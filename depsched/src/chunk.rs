//! Pool-backed chunk storage for `ChunkStack`.
//!
//! Grounded on `MTObjects::SmartStackStuff`: `DataChunk` is a fixed-capacity
//! slab, `DataChunkMemoryPool64` hands slabs out by index using a two-level
//! occupancy bitset, and `SmartStack<T>` is the chunked LIFO built on top.
//! The two-level bitset (a "range" word tracking which 64-chunk bands are
//! exhausted, over per-band occupancy words) keeps allocation to a single
//! `trailing_zeros` scan instead of a linear search over thousands of slots.
//!
//! `ChunkStack<T>` requires `T: Copy`. This crate only ever instantiates it
//! with `ObjectRef` (a plain index), so every push/pop/iteration step can
//! move values by copy through the pool's mutex rather than handing back a
//! lock-guarded reference — the public API never leaks a guard's lifetime.

use crate::error::Error;
use parking_lot::Mutex;
use std::mem;

/// Payload of one chunk, in bytes, selected at compile time by the
/// `chunk-payload-*` Cargo features (mirroring the `bitset-*` features'
/// effect on `depset::MAX_CLUSTERS`). `chunk-payload-256` is the default and
/// matches the 256-byte `DataChunk` in the original pool (two 4-byte link
/// fields plus payload); `chunk-payload-128`/`chunk-payload-512` trade chunk
/// count against per-chunk locality for smaller or larger populations.
#[cfg(feature = "chunk-payload-512")]
pub const CHUNK_PAYLOAD_BYTES: usize = 512 - 2 * mem::size_of::<u32>();
#[cfg(all(feature = "chunk-payload-128", not(feature = "chunk-payload-512")))]
pub const CHUNK_PAYLOAD_BYTES: usize = 128 - 2 * mem::size_of::<u32>();
#[cfg(not(any(feature = "chunk-payload-128", feature = "chunk-payload-512")))]
pub const CHUNK_PAYLOAD_BYTES: usize = 256 - 2 * mem::size_of::<u32>();

const NULL_CHUNK: u32 = u32::MAX;

struct ChunkSlot<T> {
    previous: u32,
    next: u32,
    items: Vec<T>,
}

impl<T> ChunkSlot<T> {
    fn new(capacity: usize) -> Self {
        ChunkSlot { previous: NULL_CHUNK, next: NULL_CHUNK, items: Vec::with_capacity(capacity) }
    }

    fn reset(&mut self) {
        self.previous = NULL_CHUNK;
        self.next = NULL_CHUNK;
        self.items.clear();
    }
}

/// Two-level occupancy tracker over `num_chunks` slots.
struct Occupancy {
    ranges: Vec<u64>,
    range_full: Vec<u64>,
}

impl Occupancy {
    fn new(num_chunks: usize) -> Self {
        let num_ranges = (num_chunks + 63) / 64;
        let num_full_words = (num_ranges + 63) / 64;
        Occupancy { ranges: vec![0u64; num_ranges.max(1)], range_full: vec![0u64; num_full_words.max(1)] }
    }

    fn capacity(&self) -> usize {
        self.ranges.len() * 64
    }

    fn first_free(&self) -> Option<usize> {
        for (w, &word) in self.range_full.iter().enumerate() {
            if word == u64::MAX {
                continue;
            }
            let mut bit = (!word).trailing_zeros() as usize;
            loop {
                let range = w * 64 + bit;
                if range >= self.ranges.len() {
                    return None;
                }
                let range_word = self.ranges[range];
                if range_word != u64::MAX {
                    let slot = (!range_word).trailing_zeros() as usize;
                    let index = range * 64 + slot;
                    return Some(index);
                }
                bit += 1;
                if bit >= 64 {
                    break;
                }
            }
        }
        None
    }

    fn set_used(&mut self, index: usize, used: bool) {
        let range = index / 64;
        let bit = index % 64;
        if used {
            self.ranges[range] |= 1u64 << bit;
        } else {
            self.ranges[range] &= !(1u64 << bit);
        }
        let full = self.ranges[range] == u64::MAX;
        let w = range / 64;
        let b = range % 64;
        if full {
            self.range_full[w] |= 1u64 << b;
        } else {
            self.range_full[w] &= !(1u64 << b);
        }
    }
}

struct PoolInner<T> {
    slots: Vec<ChunkSlot<T>>,
    occupancy: Occupancy,
}

impl<T> PoolInner<T> {
    fn new(capacity: usize, elements_per_chunk: usize) -> Self {
        let slots = (0..capacity).map(|_| ChunkSlot::new(elements_per_chunk)).collect();
        PoolInner { slots, occupancy: Occupancy::new(capacity) }
    }

    fn allocate(&mut self) -> Option<u32> {
        let index = self.occupancy.first_free()?;
        self.occupancy.set_used(index, true);
        self.slots[index].reset();
        Some(index as u32)
    }

    fn release(&mut self, index: u32) {
        self.occupancy.set_used(index as usize, false);
    }
}

/// Pool of fixed-capacity chunks shared by every `ChunkStack` built over it.
/// Protected by `parking_lot::Mutex`, whose uncontended fast path is cheap
/// enough to serve both the builder's single-threaded traversal and the
/// executor's concurrent per-object handle resets without a second,
/// lock-free implementation (`aptos-core`, `tfs`'s `chashmap`/`mlcr` and this
/// crate all reach for `parking_lot` over a hand-rolled spinlock for the
/// same reason).
pub struct ChunkPool<T> {
    inner: Mutex<PoolInner<T>>,
    elements_per_chunk: usize,
}

impl<T> ChunkPool<T> {
    pub fn new(capacity: usize) -> Self {
        let elements_per_chunk = (CHUNK_PAYLOAD_BYTES / mem::size_of::<T>().max(1)).max(1);
        ChunkPool { inner: Mutex::new(PoolInner::new(capacity, elements_per_chunk)), elements_per_chunk }
    }

    pub fn capacity(&self) -> usize {
        self.inner.lock().occupancy.capacity()
    }

    fn allocate(&self) -> Result<u32, Error> {
        self.inner.lock().allocate().ok_or_else(|| Error::ChunkPoolExhausted { capacity: self.capacity() })
    }

    fn release(&self, index: u32) {
        self.inner.lock().release(index);
    }

    fn with_slot<R>(&self, index: u32, f: impl FnOnce(&ChunkSlot<T>) -> R) -> R {
        f(&self.inner.lock().slots[index as usize])
    }

    fn with_slot_mut<R>(&self, index: u32, f: impl FnOnce(&mut ChunkSlot<T>) -> R) -> R {
        f(&mut self.inner.lock().slots[index as usize])
    }
}

/// Chunked LIFO container. Push/pop are amortized O(1); `merge` absorbs
/// another stack's contents in O(1) chunks plus at most one chunk's worth of
/// element moves (to keep the destination's tail chunk full), matching the
/// unordered merge the original `SmartStack::UnorderedMerge` performs.
pub struct ChunkStack<'p, T: Copy> {
    pool: &'p ChunkPool<T>,
    first_chunk: u32,
    last_chunk: u32,
    num_chunks: u32,
    len: usize,
}

impl<'p, T: Copy> ChunkStack<'p, T> {
    pub fn new(pool: &'p ChunkPool<T>) -> Self {
        ChunkStack { pool, first_chunk: NULL_CHUNK, last_chunk: NULL_CHUNK, num_chunks: 0, len: 0 }
    }

    pub fn len(&self) -> usize {
        self.len
    }

    pub fn is_empty(&self) -> bool {
        self.len == 0
    }

    fn elements_per_chunk(&self) -> usize {
        self.pool.elements_per_chunk
    }

    fn allocate_next_chunk(&mut self) -> Result<(), Error> {
        let new_chunk = self.pool.allocate()?;
        if self.last_chunk != NULL_CHUNK {
            self.pool.with_slot_mut(self.last_chunk, |s| s.next = new_chunk);
            self.pool.with_slot_mut(new_chunk, |s| s.previous = self.last_chunk);
            self.last_chunk = new_chunk;
        } else {
            self.first_chunk = new_chunk;
            self.last_chunk = new_chunk;
        }
        self.num_chunks += 1;
        Ok(())
    }

    fn release_last_chunk(&mut self) {
        let released = self.last_chunk;
        let prev = self.pool.with_slot(released, |s| s.previous);
        self.pool.release(released);
        self.num_chunks -= 1;
        self.last_chunk = prev;
        if prev != NULL_CHUNK {
            self.pool.with_slot_mut(prev, |s| s.next = NULL_CHUNK);
        } else {
            self.first_chunk = NULL_CHUNK;
        }
    }

    /// Push one value, allocating a fresh chunk from the pool when the tail
    /// chunk is full. Fails only if the pool itself is exhausted.
    pub fn push_back(&mut self, value: T) -> Result<(), Error> {
        let full = self.last_chunk == NULL_CHUNK
            || self.pool.with_slot(self.last_chunk, |s| s.items.len() == self.elements_per_chunk());
        if full {
            self.allocate_next_chunk()?;
        }
        self.pool.with_slot_mut(self.last_chunk, |s| s.items.push(value));
        self.len += 1;
        Ok(())
    }

    pub fn pop_back(&mut self) -> Option<T> {
        if self.is_empty() {
            return None;
        }
        let value = self.pool.with_slot_mut(self.last_chunk, |s| s.items.pop());
        self.len -= 1;
        let now_empty = self.pool.with_slot(self.last_chunk, |s| s.items.is_empty());
        if now_empty {
            self.release_last_chunk();
        }
        value
    }

    pub fn back(&self) -> Option<T> {
        if self.is_empty() {
            return None;
        }
        self.pool.with_slot(self.last_chunk, |s| s.items.last().copied())
    }

    pub fn clear(&mut self) {
        while self.pop_back().is_some() {}
    }

    pub fn iter(&self) -> Iter<'_, 'p, T> {
        Iter { stack: self, chunk: self.first_chunk, idx: 0 }
    }

    /// Absorb `other`'s contents into `self` without regard for order,
    /// moving at most one chunk's worth of elements and splicing the rest of
    /// the chunk chain in place. `other` is left empty.
    pub fn merge(&mut self, other: &mut Self) {
        let other_len = other.len;
        if other_len == 0 {
            return;
        }
        if self.is_empty() {
            self.first_chunk = other.first_chunk;
            self.last_chunk = other.last_chunk;
            self.num_chunks = other.num_chunks;
        } else {
            let elems_per_chunk = self.elements_per_chunk();
            let dst_last_len = self.pool.with_slot(self.last_chunk, |s| s.items.len());
            let src_last_len = self.pool.with_slot(other.last_chunk, |s| s.items.len());
            let free_in_dst = elems_per_chunk - dst_last_len;
            let num_to_move = free_in_dst.min(src_last_len);

            if num_to_move > 0 {
                let moved: Vec<T> = self
                    .pool
                    .with_slot_mut(other.last_chunk, |s| s.items.split_off(src_last_len - num_to_move));
                self.pool.with_slot_mut(self.last_chunk, |s| s.items.extend_from_slice(&moved));

                if src_last_len - num_to_move == 0 {
                    let released = other.last_chunk;
                    let prev = self.pool.with_slot(released, |s| s.previous);
                    self.pool.release(released);
                    other.num_chunks -= 1;
                    other.last_chunk = prev;
                    if prev != NULL_CHUNK {
                        self.pool.with_slot_mut(prev, |s| s.next = NULL_CHUNK);
                    } else {
                        other.first_chunk = NULL_CHUNK;
                    }
                }
            }

            if other.num_chunks > 0 {
                let dst_last_full = self.pool.with_slot(self.last_chunk, |s| s.items.len() == elems_per_chunk);
                if dst_last_full {
                    self.pool.with_slot_mut(self.last_chunk, |s| s.next = other.first_chunk);
                    self.pool.with_slot_mut(other.first_chunk, |s| s.previous = self.last_chunk);
                    self.last_chunk = other.last_chunk;
                } else {
                    self.pool.with_slot_mut(other.last_chunk, |s| s.next = self.first_chunk);
                    self.pool.with_slot_mut(self.first_chunk, |s| s.previous = other.last_chunk);
                    self.first_chunk = other.first_chunk;
                }
                self.num_chunks += other.num_chunks;
            }
        }
        self.len += other_len;
        other.first_chunk = NULL_CHUNK;
        other.last_chunk = NULL_CHUNK;
        other.num_chunks = 0;
        other.len = 0;
    }
}

pub struct Iter<'s, 'p, T: Copy> {
    stack: &'s ChunkStack<'p, T>,
    chunk: u32,
    idx: usize,
}

impl<'s, 'p, T: Copy> Iterator for Iter<'s, 'p, T> {
    type Item = T;

    fn next(&mut self) -> Option<T> {
        if self.chunk == NULL_CHUNK {
            return None;
        }
        let (value, next_chunk, chunk_len) = self.stack.pool.with_slot(self.chunk, |s| {
            (s.items.get(self.idx).copied(), s.next, s.items.len())
        });
        let value = value?;
        self.idx += 1;
        if self.idx >= chunk_len {
            self.chunk = next_chunk;
            self.idx = 0;
        }
        Some(value)
    }
}

#[cfg(test)]
mod tests {
    use super::*;

    #[test]
    fn push_pop_is_lifo() {
        let pool = ChunkPool::<usize>::new(8);
        let mut stack = ChunkStack::new(&pool);
        for i in 0..5 {
            stack.push_back(i).unwrap();
        }
        assert_eq!(stack.len(), 5);
        let mut popped = Vec::new();
        while let Some(v) = stack.pop_back() {
            popped.push(v);
        }
        assert_eq!(popped, vec![4, 3, 2, 1, 0]);
        assert!(stack.is_empty());
    }

    #[test]
    fn spans_multiple_chunks() {
        let pool = ChunkPool::<usize>::new(64);
        let elements_per_chunk = pool.elements_per_chunk;
        let mut stack = ChunkStack::new(&pool);
        let total = elements_per_chunk * 3 + 1;
        for i in 0..total {
            stack.push_back(i).unwrap();
        }
        assert_eq!(stack.len(), total);
        let collected: Vec<usize> = stack.iter().collect();
        assert_eq!(collected.len(), total);
        assert_eq!(collected, (0..total).collect::<Vec<_>>());
    }

    #[test]
    fn merge_is_unordered_but_complete() {
        let pool = ChunkPool::<usize>::new(64);
        let mut a = ChunkStack::new(&pool);
        let mut b = ChunkStack::new(&pool);
        for i in 0..10 {
            a.push_back(i).unwrap();
        }
        for i in 10..17 {
            b.push_back(i).unwrap();
        }
        a.merge(&mut b);
        assert!(b.is_empty());
        assert_eq!(a.len(), 17);
        let mut collected: Vec<usize> = a.iter().collect();
        collected.sort_unstable();
        assert_eq!(collected, (0..17).collect::<Vec<_>>());
    }

    #[test]
    fn merge_into_empty_adopts_other() {
        let pool = ChunkPool::<usize>::new(8);
        let mut a = ChunkStack::new(&pool);
        let mut b = ChunkStack::new(&pool);
        b.push_back(1).unwrap();
        b.push_back(2).unwrap();
        a.merge(&mut b);
        assert_eq!(a.len(), 2);
        assert!(b.is_empty());
    }

    #[test]
    fn pool_exhaustion_is_reported() {
        let pool = ChunkPool::<usize>::new(1);
        let elements_per_chunk = pool.elements_per_chunk;
        let mut a = ChunkStack::new(&pool);
        let mut b = ChunkStack::new(&pool);
        for i in 0..elements_per_chunk {
            a.push_back(i).unwrap();
        }
        // `a` holds the pool's one chunk; `b` has none to allocate.
        assert!(b.push_back(0).is_err());
    }
}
::::::::::
▶ [GOAL OF THE EXERCISE] Reproduce exactly, please, only the lines from the start of the data above to the line that contains "Cargo features (mirroring", with both ends kept.

▶ [SOLUTION FOR THIS TASK]
filename depsched/src/chunk.rs
//! Pool-backed chunk storage for `ChunkStack`.
//!
//! Grounded on `MTObjects::SmartStackStuff`: `DataChunk` is a fixed-capacity
//! slab, `DataChunkMemoryPool64` hands slabs out by index using a two-level
//! occupancy bitset, and `SmartStack<T>` is the chunked LIFO built on top.
//! The two-level bitset (a "range" word tracking which 64-chunk bands are
//! exhausted, over per-band occupancy words) keeps allocation to a single
//! `trailing_zeros` scan instead of a linear search over thousands of slots.
//!
//! `ChunkStack<T>` requires `T: Copy`. This crate only ever instantiates it
//! with `ObjectRef` (a plain index), so every push/pop/iteration step can
//! move values by copy through the pool's mutex rather than handing back a
//! lock-guarded reference — the public API never leaks a guard's lifetime.

use crate::error::Error;
use parking_lot::Mutex;
use std::mem;

/// Payload of one chunk, in bytes, selected at compile time by the
/// `chunk-payload-*` Cargo features (mirroring the `bitset-*` features'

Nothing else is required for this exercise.